// This file is part of the terraform-provider-huaweicloud project
//
// Copyright (C) ANEO, 2024-2024. All rights reserved.
//
// Licensed under the Apache License, Version 2.0 (the "License")
// you may not use this file except in compliance with the License.
// You may obtain a copy of the License at
//
//     http://www.apache.org/licenses/LICENSE-2.0
//
// Unless required by applicable law or agreed to in writing, software
// distributed under the License is distributed on an "AS IS" BASIS,
// WITHOUT WARRANTIES OR CONDITIONS OF ANY KIND, either express or implied.
// See the License for the specific language governing permissions and
// limitations under the License.

use anyhow::Result;
use terraform_provider_huaweicloud::HuaweiCloudProvider;
use tf_provider::serve;

#[tokio::main]
async fn main() -> Result<()> {
    serve("huaweicloud", HuaweiCloudProvider::default()).await
}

* * * * * * *

WORK TO BE COMPLETED:
Write out exactly the lines from the one containing "under the License." through the end of the data, both included. Add nothing else.

OUTPUT BELOW:
// limitations under the License.

use anyhow::Result;
use terraform_provider_huaweicloud::HuaweiCloudProvider;
use tf_provider::serve;

#[tokio::main]
async fn main() -> Result<()> {
    serve("huaweicloud", HuaweiCloudProvider::default()).await
}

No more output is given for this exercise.